To opt out of the trial, passengers must either have wi-fi capabilities turned off on their devices before they get on the light rail or give their MAC address within three hours of it being collected by filling out an online form.
Commuters have not been told how long their data will be retained. (ABC News: Timothy Ailwood)
After that Flowly said "your MAC address will have been made entirely anonymous … and we will not be able to identify it".
The data is encrypted and "stored at a secure data centre in NSW".
The sensors collecting passenger data are operating on seven out of the 76 trams currently in the tram network for a year until March 2025.
David Vaile, the co-convenor of UNSW's cyberspace law and policy community and chair of the Australian Privacy Association, is unconvinced by the trial's promises.
"No-one can promise if they keep your information safe if it's held online anymore, anywhere," Mr Vaile said.
"They've given what I think is an excessively strong assurance that everything will be OK and you can't be identified.
"The reality is under certain circumstances you can be."
Mr Vaile questioned the need for MAC addresses to be collected. (ABC News: Timothy Ailwood)
He said while "a MAC address alone is not your name", if cross-referenced with other information, it "could potentially connect back to you".
Mr Vaile also questioned whether the light rail needed to gather MAC addresses to understand passenger flow.

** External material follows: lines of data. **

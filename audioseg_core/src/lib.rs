//! Split long recordings into fixed-length, slightly overlapping clips.
//!
//! The source is probed once to learn its format and length, planned into
//! windows by [`plan_windows`], and each window is then re-decoded and
//! encoded by its own worker on a bounded thread pool.

mod collate;
mod coordinator;
mod error;
mod mix;
mod naming;
mod plan;
mod sink;
mod source;
mod worker;

use std::fs;
use std::num::NonZeroUsize;
use std::path::{Path, PathBuf};
use std::thread;
use std::time::Duration;

use log::debug;

pub use collate::{collate, collect_inputs, CollateConfig, CollateSummary};
pub use coordinator::{
    execute, CancelToken, ExecuteSettings, NoProgress, ProgressEvent, ProgressReporter,
    SegmentOutcome, SegmentationJob, SplitReport,
};
pub use error::{AudioSegError, ErrorKind};
pub use mix::{gain_for, mix, MixConfig, Volume, VOLUME_BASE};
pub use naming::{default_output_dir, ensure_dir, OutputNaming, DEFAULT_SUBDIR};
pub use plan::{frames_for, plan_windows, SegmentPlan};
pub use sink::{write_wav, CreateMode, WavEncoding, WavSink};
pub use source::{open, probe, AudioFormat, DecodedStream, FrameSource, SourceInfo, Take};

/// Lead-in shared by consecutive segments unless configured otherwise.
pub const DEFAULT_OVERLAP: Duration = Duration::from_secs(3);

/// Upper bound on the number of segments a single run may produce.
pub const DEFAULT_MAX_SEGMENTS: u64 = 50_000;

/// Configuration for the audio splitting operation.
#[derive(Clone, Debug)]
pub struct Config {
    /// Canonicalized path of the source file to split.
    pub input_path: PathBuf,
    /// Directory into which the segments are written.
    pub output_dir: PathBuf,
    /// Nominal length of each segment.
    pub segment_length: Duration,
    /// How far every segment but the first starts before its boundary.
    pub overlap: Duration,
    /// Maximum number of segments processed at once.
    pub threads: NonZeroUsize,
    /// Replace existing output files instead of failing those segments.
    pub overwrite: bool,
    /// Cancel the remaining segments after the first failure.
    pub fail_fast: bool,
    /// Sample format of the written WAV files.
    pub encoding: WavEncoding,
    /// Longest a single segment may take before it is abandoned.
    pub segment_timeout: Option<Duration>,
    /// Refuse to run when the plan would produce more segments than this.
    pub max_segments: u64,
}

impl Config {
    /// Build a configuration with every optional setting at its default.
    pub fn new<P: AsRef<Path>>(input: P, segment_length: Duration) -> Result<Self, AudioSegError> {
        Self::builder(input, segment_length).build()
    }

    pub fn builder<P: AsRef<Path>>(input: P, segment_length: Duration) -> ConfigBuilder {
        ConfigBuilder {
            input: input.as_ref().to_path_buf(),
            output_dir: None,
            segment_length,
            overlap: DEFAULT_OVERLAP,
            threads: None,
            overwrite: false,
            fail_fast: false,
            encoding: WavEncoding::default(),
            segment_timeout: None,
            max_segments: DEFAULT_MAX_SEGMENTS,
        }
    }

    /// File stem used in every output name.
    pub fn stem(&self) -> Result<String, AudioSegError> {
        naming::source_stem(&self.input_path)
    }

    fn execute_settings(&self) -> ExecuteSettings {
        ExecuteSettings {
            threads: self.threads,
            fail_fast: self.fail_fast,
            segment_timeout: self.segment_timeout,
        }
    }
}

/// Builder returned by [`Config::builder`].
#[derive(Clone, Debug)]
pub struct ConfigBuilder {
    input: PathBuf,
    output_dir: Option<PathBuf>,
    segment_length: Duration,
    overlap: Duration,
    threads: Option<NonZeroUsize>,
    overwrite: bool,
    fail_fast: bool,
    encoding: WavEncoding,
    segment_timeout: Option<Duration>,
    max_segments: u64,
}

impl ConfigBuilder {
    /// Write segments here instead of `<source dir>/split`.
    pub fn output_dir<P: AsRef<Path>>(mut self, dir: P) -> Self {
        self.output_dir = Some(dir.as_ref().to_path_buf());
        self
    }

    pub fn overlap(mut self, overlap: Duration) -> Self {
        self.overlap = overlap;
        self
    }

    /// Cap on concurrently processed segments. Defaults to the available
    /// parallelism of the machine.
    pub fn threads(mut self, threads: NonZeroUsize) -> Self {
        self.threads = Some(threads);
        self
    }

    pub fn overwrite(mut self, overwrite: bool) -> Self {
        self.overwrite = overwrite;
        self
    }

    pub fn fail_fast(mut self, fail_fast: bool) -> Self {
        self.fail_fast = fail_fast;
        self
    }

    pub fn encoding(mut self, encoding: WavEncoding) -> Self {
        self.encoding = encoding;
        self
    }

    pub fn segment_timeout(mut self, timeout: Option<Duration>) -> Self {
        self.segment_timeout = timeout;
        self
    }

    pub fn max_segments(mut self, max_segments: u64) -> Self {
        self.max_segments = max_segments;
        self
    }

    pub fn build(self) -> Result<Config, AudioSegError> {
        if self.segment_length.is_zero() {
            return Err(AudioSegError::InvalidSegmentLength);
        }
        if self.overlap >= self.segment_length {
            return Err(AudioSegError::OverlapTooLong {
                overlap: self.overlap,
                segment: self.segment_length,
            });
        }

        let input_path = fs::canonicalize(&self.input).map_err(|source| AudioSegError::Open {
            path: self.input.clone(),
            source,
        })?;
        naming::source_stem(&input_path)?;

        let output_dir = self
            .output_dir
            .unwrap_or_else(|| naming::default_output_dir(&input_path));
        let threads = self.threads.unwrap_or_else(|| {
            thread::available_parallelism().unwrap_or(NonZeroUsize::MIN)
        });

        Ok(Config {
            input_path,
            output_dir,
            segment_length: self.segment_length,
            overlap: self.overlap,
            threads,
            overwrite: self.overwrite,
            fail_fast: self.fail_fast,
            encoding: self.encoding,
            segment_timeout: self.segment_timeout,
            max_segments: self.max_segments,
        })
    }
}

/// A planned segment together with the file it will be written to.
#[derive(Clone, Debug, PartialEq, Eq)]
pub struct PlannedSegment {
    pub plan: SegmentPlan,
    pub path: PathBuf,
}

/// Probe the source and compute the job without writing anything.
pub fn prepare(config: &Config) -> Result<SegmentationJob, AudioSegError> {
    let info = probe(&config.input_path)?;
    if info.total_frames == 0 {
        return Err(AudioSegError::EmptySource(config.input_path.clone()));
    }

    let segment_frames = frames_for(config.segment_length, info.format.sample_rate);
    let overlap_frames = frames_for(config.overlap, info.format.sample_rate);

    let planned = info.total_frames.div_ceil(segment_frames.max(1));
    if planned > config.max_segments {
        return Err(AudioSegError::SegmentLimitExceeded {
            planned,
            limit: config.max_segments,
        });
    }

    let plans = plan_windows(info.total_frames, segment_frames, overlap_frames)?;
    debug!(
        "planned {} segment(s) of {segment_frames} frames with {overlap_frames} frames of overlap over {} frames ({})",
        plans.len(),
        info.total_frames,
        info.format
    );

    Ok(SegmentationJob {
        source: config.input_path.clone(),
        format: info.format,
        total_frames: info.total_frames,
        naming: OutputNaming::new(&config.output_dir, config.stem()?, plans.len() as u64),
        plans,
        encoding: config.encoding,
        overwrite: config.overwrite,
    })
}

/// Output paths that a run with `config` would produce.
pub fn plan_segments(config: &Config) -> Result<Vec<PlannedSegment>, AudioSegError> {
    let job = prepare(config)?;
    Ok(job
        .plans
        .iter()
        .map(|plan| PlannedSegment {
            plan: *plan,
            path: job.output_path(plan),
        })
        .collect())
}

/// Perform the splitting operation using the supplied [`Config`].
///
/// Errors before any segment is dispatched are returned directly; failures
/// of individual segments are collected in the [`SplitReport`].
pub fn run(config: Config) -> Result<SplitReport, AudioSegError> {
    run_with_progress(config, &NoProgress)
}

pub fn run_with_progress(
    config: Config,
    reporter: &dyn ProgressReporter,
) -> Result<SplitReport, AudioSegError> {
    let job = prepare(&config)?;
    execute(&job, &config.execute_settings(), reporter)
}

#[cfg(test)]
mod tests {
    use super::*;

    #[test]
    fn builder_rejects_zero_length() {
        let err = Config::builder("whatever.wav", Duration::ZERO)
            .build()
            .unwrap_err();
        assert!(matches!(err, AudioSegError::InvalidSegmentLength));
    }

    #[test]
    fn builder_rejects_overlap_not_shorter_than_segment() {
        let err = Config::builder("whatever.wav", Duration::from_secs(3))
            .build()
            .unwrap_err();
        assert!(matches!(err, AudioSegError::OverlapTooLong { .. }));
    }

    #[test]
    fn builder_reports_missing_input() {
        let err = Config::new("/definitely/missing.mp3", Duration::from_secs(60)).unwrap_err();
        assert!(matches!(err, AudioSegError::Open { .. }));
    }

    #[test]
    fn builder_defaults_output_next_to_source() {
        let dir = tempfile::tempdir().unwrap();
        let input = dir.path().join("show.mp3");
        fs::write(&input, b"").unwrap();

        let config = Config::new(&input, Duration::from_secs(300)).unwrap();
        let canonical = fs::canonicalize(dir.path()).unwrap();
        assert_eq!(config.output_dir, canonical.join(DEFAULT_SUBDIR));
        assert_eq!(config.overlap, DEFAULT_OVERLAP);
        assert_eq!(config.stem().unwrap(), "show");
        assert!(!config.overwrite);
    }
}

"If you were really trying to do that, I'm sure there are ways you could get most of what you need in a lot less intrusive way," he said.
A spokesperson for Transdev, the private operators of the light rail, said MAC addresses were "immediately encrypted then anonymised and de-individualised … on secure servers", which "means the encryption process is irreversible".
They said their collection process means "there is no way to link a MAC to other data or an individual".
Trains and buses not collecting MAC addresses
Other modes of public transport in NSW are not using the Flowly trial to monitor passenger movements.
Instead, a Transport for NSW spokesperson said it relied on smart ticketing systems and Opal cards to track "travel patterns based on tap-on and tap-off data".
A Transdev spokesperson said their way gave "more insight into origin-destination information by filling the 'tap-on/tap-off' data gap," which included "special event patronage where no data is available due to integrated ticketing and student usage of shuttle services".
Operators of the light rail, Transdev, said the MAC addresses were "immediately encrypted". (ABC News: Timothy Ailwood )
According to the spokesperson, Flowly "complies with NSW privacy regulations" and will "inform future improvements".
Transdev confirmed a partnership with Flowly but there was "no cost for this trial".
"The Flowly trial was publicised on the Transport for NSW news pages and posters will remain in place on board the trams with active sensors for the remainder of the trial," Transdev said.
They defended the opt-out system because it enabled "the large volume of travel flows needed to give a comprehensive view of a network's performance".
Mr Vaile said while it may help with data collection for the company, it was worse for passenger privacy.
"Opt-out is convenient to them but it's really inconvenient for you."
For Mr Arifin, he is concerned for passengers who might not see the Flowly trial poster on a packed tram.
"They will think that it's just a normal ride on the light rail not noticing that the light rail is collecting more data than it's supposed to."
These days, he catches the Metro to work instead.